Vistas a la página totales

martes, 23 de octubre de 2012

Latino, por Ricardo Soca


Latino (*)

Por Ricardo Soca

Originariamente, era el gentilicio de los pueblos del Lacio, pero se aplicaba también a la lengua latina. Actualmente, se refiere a los pueblos de América y Europa en los que se hablan lenguas derivadas del latín.
El origen de la palabra se sumerge en la bruma de remotas leyendas surgidas en los tiempos homéricos. Durante la Guerra de Troya, Latinus era el rey de los aborígenes (de ab origines), primitivos pobladores de la Península Itálica. Cuenta la leyenda que cuando Eneas llegó fugitivo a la costa italiana después de la toma de Troya por los aqueos, fue acogido con su familia por Latinus. En la familia de Eneas estaba su hijo Iulo quien, según la leyenda, sería el fundador de la familia Iulia, en la que ocho siglos más tarde nacería Julio César.

Otra leyenda cuenta que Latino habría guerreado contra Eneas y que, muertos ambos, los tirios y los aborígenes decidieron unirse para formar un nuevo pueblo, al que dieron el nombre del rey Latinus.
Más allá de la milenaria leyenda, lo cierto es que el nombre latinus lo tomaron los romanos para sí y para su lengua y cultura.

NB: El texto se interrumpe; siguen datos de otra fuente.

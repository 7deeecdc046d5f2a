//! HTTP handler functions for the quake map API.

use actix_web::{HttpResponse, web};
use quake_map_analytics::{filter_by_year, region_options};
use quake_map_dashboard::{DashboardView, Overlay, SelectionState, render};
use quake_map_server_models::{ApiError, ApiEvent, ApiHealth, ApiSession, RegionQueryParams};
use uuid::Uuid;

use crate::AppState;
use crate::sessions::SessionError;

/// `GET /api/health`
pub async fn health(state: web::Data<AppState>) -> HttpResponse {
    HttpResponse::Ok().json(ApiHealth {
        healthy: true,
        version: env!("CARGO_PKG_VERSION").to_string(),
        rows: state.table.len(),
    })
}

/// `POST /api/sessions`
///
/// Starts a new session with no year selected and all regions.
pub async fn create_session(state: web::Data<AppState>) -> HttpResponse {
    let (id, selection) = state.sessions.create();
    let view = render_selection(&state, &selection).await;
    HttpResponse::Created().json(ApiSession { id, view })
}

/// `GET /api/sessions/{id}`
pub async fn get_session(state: web::Data<AppState>, path: web::Path<Uuid>) -> HttpResponse {
    let id = path.into_inner();
    let Some(selection) = state.sessions.get(id) else {
        return session_error(&SessionError::NotFound(id));
    };
    let view = render_selection(&state, &selection).await;
    HttpResponse::Ok().json(ApiSession { id, view })
}

/// `POST /api/sessions/{id}/events`
///
/// Applies one interaction and returns the re-rendered dashboard.
pub async fn post_event(
    state: web::Data<AppState>,
    path: web::Path<Uuid>,
    body: web::Json<ApiEvent>,
) -> HttpResponse {
    let id = path.into_inner();
    let ApiEvent { version, event } = body.into_inner();
    log::debug!("Session {id}: {event:?} (version {version:?})");

    match state.sessions.apply(id, version, event) {
        Ok(selection) => {
            let view = render_selection(&state, &selection).await;
            HttpResponse::Ok().json(ApiSession { id, view })
        }
        Err(e) => session_error(&e),
    }
}

/// `DELETE /api/sessions/{id}`
///
/// Ends a session; later requests for it return 404.
pub async fn delete_session(state: web::Data<AppState>, path: web::Path<Uuid>) -> HttpResponse {
    let id = path.into_inner();
    if state.sessions.remove(id) {
        log::debug!("Deleted session {id}");
        HttpResponse::NoContent().finish()
    } else {
        session_error(&SessionError::NotFound(id))
    }
}

/// `GET /api/regions`
///
/// Region dropdown options, optionally restricted to one year.
pub async fn regions(
    state: web::Data<AppState>,
    params: web::Query<RegionQueryParams>,
) -> HttpResponse {
    let subset = filter_by_year(&state.table, params.year);
    HttpResponse::Ok().json(region_options(&subset))
}

async fn render_selection(state: &AppState, selection: &SelectionState) -> DashboardView {
    let overlay = if selection.show_boundaries {
        match state.boundaries.boundaries(&state.tectonics_url).await {
            Ok(set) => Overlay::Loaded(set),
            Err(e) => {
                log::warn!("Tectonic boundary fetch failed: {e}");
                Overlay::Failed(e.to_string())
            }
        }
    } else {
        Overlay::Hidden
    };

    render(selection, &state.table, &overlay)
}

fn session_error(error: &SessionError) -> HttpResponse {
    let body = ApiError::new(error.to_string());
    match error {
        SessionError::NotFound(_) => HttpResponse::NotFound().json(body),
        SessionError::Stale { .. } => HttpResponse::Conflict().json(body),
    }
}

Tras la caída del Imperio Romano, fueron llamados latinos los países que habían sido conquistados por Roma y las lenguas que derivaron del latín.

La palabra cruzó el océano en la segunda mitad del siglo XIX, cuando intelectuales que rodeaban al emperador Napoleón III acuñaron la expresión ‘América Latina’ para justificar la invasión de México y la imposición de Maximiliano como emperador. Napoleón III creía que la expresión ‘América Latina’ hacía resaltar el carácter latino de Francia y aproximarla a los mexicanos.

Cuando este nombre tendía al olvido, fue rescatado desde comienzos del siglo XX por las corrientes políticas de izquierda para diferenciar a los países iberoamericanos de los Estados Unidos. En general, no suele usarse la expresión ‘América Latina’ ni el gentilicio ‘latinoamericano’ para referirse a los canadienses de origen francés, quienes también son americanos de herencia latina.

En España la expresión siempre ha sido poco usada. Tal vez por entender que ella tiende a diluir el papel de España en América, se prefiere ‘hispanoamericano’ o, cuando se desea incluir a Brasil, ‘iberoamericano’.



(*) Texto tomado de Soca, Ricardo (2010). La fascinante historia de las palabras. 2da edición. Rey Naranjo Editores. Bogotá, Colombia; págs. 113-114.